▶ _What is expected_
Output the records exactly, with no line skipped.

/---

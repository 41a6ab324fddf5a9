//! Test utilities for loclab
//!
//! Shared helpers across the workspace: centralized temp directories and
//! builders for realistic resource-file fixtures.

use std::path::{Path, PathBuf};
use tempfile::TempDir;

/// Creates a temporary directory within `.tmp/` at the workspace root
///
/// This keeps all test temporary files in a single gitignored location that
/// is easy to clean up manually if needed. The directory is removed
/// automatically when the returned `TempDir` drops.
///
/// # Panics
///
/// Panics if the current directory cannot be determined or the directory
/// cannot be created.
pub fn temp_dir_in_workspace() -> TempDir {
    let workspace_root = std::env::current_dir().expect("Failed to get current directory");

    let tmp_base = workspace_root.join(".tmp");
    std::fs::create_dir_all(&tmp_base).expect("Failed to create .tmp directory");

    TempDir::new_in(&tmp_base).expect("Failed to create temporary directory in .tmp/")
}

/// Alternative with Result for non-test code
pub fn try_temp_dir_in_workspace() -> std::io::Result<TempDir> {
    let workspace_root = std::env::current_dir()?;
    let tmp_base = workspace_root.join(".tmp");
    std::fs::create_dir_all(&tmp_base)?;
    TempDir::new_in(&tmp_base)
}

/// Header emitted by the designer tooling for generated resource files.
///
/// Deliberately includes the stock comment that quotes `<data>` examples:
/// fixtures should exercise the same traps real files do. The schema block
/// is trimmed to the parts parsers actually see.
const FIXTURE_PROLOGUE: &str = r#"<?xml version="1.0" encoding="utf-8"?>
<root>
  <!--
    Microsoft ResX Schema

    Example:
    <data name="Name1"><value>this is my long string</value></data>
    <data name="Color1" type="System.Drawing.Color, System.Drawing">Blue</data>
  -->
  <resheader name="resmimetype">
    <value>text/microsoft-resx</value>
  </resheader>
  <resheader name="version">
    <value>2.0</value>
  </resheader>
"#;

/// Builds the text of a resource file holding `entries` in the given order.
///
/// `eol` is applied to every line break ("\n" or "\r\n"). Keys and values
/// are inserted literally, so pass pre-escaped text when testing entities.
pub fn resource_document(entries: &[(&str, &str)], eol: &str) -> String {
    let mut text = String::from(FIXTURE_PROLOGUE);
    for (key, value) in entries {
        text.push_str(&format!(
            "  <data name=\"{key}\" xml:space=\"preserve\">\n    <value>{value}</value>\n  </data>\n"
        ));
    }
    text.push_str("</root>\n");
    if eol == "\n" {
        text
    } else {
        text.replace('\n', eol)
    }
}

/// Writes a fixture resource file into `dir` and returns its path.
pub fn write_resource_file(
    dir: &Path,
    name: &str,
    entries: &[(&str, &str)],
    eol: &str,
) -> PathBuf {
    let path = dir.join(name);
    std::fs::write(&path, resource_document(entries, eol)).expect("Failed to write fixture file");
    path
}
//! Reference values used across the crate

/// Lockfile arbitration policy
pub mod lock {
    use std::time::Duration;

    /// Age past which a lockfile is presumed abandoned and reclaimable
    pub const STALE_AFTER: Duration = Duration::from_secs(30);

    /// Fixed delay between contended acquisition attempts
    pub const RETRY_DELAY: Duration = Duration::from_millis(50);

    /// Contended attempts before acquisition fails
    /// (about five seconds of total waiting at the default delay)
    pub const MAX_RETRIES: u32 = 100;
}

\---

▶ _Solution to the exercise_
repository 41a6ab324fddf5a9
//! Test utilities for loclab
//!
//! Shared helpers across the workspace: centralized temp directories and
//! builders for realistic resource-file fixtures.

use std::path::{Path, PathBuf};
use tempfile::TempDir;

/// Creates a temporary directory within `.tmp/` at the workspace root
///
/// This keeps all test temporary files in a single gitignored location that
/// is easy to clean up manually if needed. The directory is removed
/// automatically when the returned `TempDir` drops.
///
/// # Panics
///
/// Panics if the current directory cannot be determined or the directory
/// cannot be created.
pub fn temp_dir_in_workspace() -> TempDir {
    let workspace_root = std::env::current_dir().expect("Failed to get current directory");

    let tmp_base = workspace_root.join(".tmp");
    std::fs::create_dir_all(&tmp_base).expect("Failed to create .tmp directory");

    TempDir::new_in(&tmp_base).expect("Failed to create temporary directory in .tmp/")
}

/// Alternative with Result for non-test code
pub fn try_temp_dir_in_workspace() -> std::io::Result<TempDir> {
    let workspace_root = std::env::current_dir()?;
    let tmp_base = workspace_root.join(".tmp");
    std::fs::create_dir_all(&tmp_base)?;
    TempDir::new_in(&tmp_base)
}

/// Header emitted by the designer tooling for generated resource files.
///
/// Deliberately includes the stock comment that quotes `<data>` examples:
/// fixtures should exercise the same traps real files do. The schema block
/// is trimmed to the parts parsers actually see.
const FIXTURE_PROLOGUE: &str = r#"<?xml version="1.0" encoding="utf-8"?>
<root>
  <!--
    Microsoft ResX Schema

    Example:
    <data name="Name1"><value>this is my long string</value></data>
    <data name="Color1" type="System.Drawing.Color, System.Drawing">Blue</data>
  -->
  <resheader name="resmimetype">
    <value>text/microsoft-resx</value>
  </resheader>
  <resheader name="version">
    <value>2.0</value>
  </resheader>
"#;

/// Builds the text of a resource file holding `entries` in the given order.
///
/// `eol` is applied to every line break ("\n" or "\r\n"). Keys and values
/// are inserted literally, so pass pre-escaped text when testing entities.
pub fn resource_document(entries: &[(&str, &str)], eol: &str) -> String {
    let mut text = String::from(FIXTURE_PROLOGUE);
    for (key, value) in entries {
        text.push_str(&format!(
            "  <data name=\"{key}\" xml:space=\"preserve\">\n    <value>{value}</value>\n  </data>\n"
        ));
    }
    text.push_str("</root>\n");
    if eol == "\n" {
        text
    } else {
        text.replace('\n', eol)
    }
}

/// Writes a fixture resource file into `dir` and returns its path.
pub fn write_resource_file(
    dir: &Path,
    name: &str,
    entries: &[(&str, &str)],
    eol: &str,
) -> PathBuf {
    let path = dir.join(name);
    std::fs::write(&path, resource_document(entries, eol)).expect("Failed to write fixture file");
    path
}
//! Reference values used across the crate

/// Lockfile arbitration policy
pub mod lock {
    use std::time::Duration;

    /// Age past which a lockfile is presumed abandoned and reclaimable
    pub const STALE_AFTER: Duration = Duration::from_secs(30);

    /// Fixed delay between contended acquisition attempts
    pub const RETRY_DELAY: Duration = Duration::from_millis(50);

    /// Contended attempts before acquisition fails
    /// (about five seconds of total waiting at the default delay)
    pub const MAX_RETRIES: u32 = 100;
}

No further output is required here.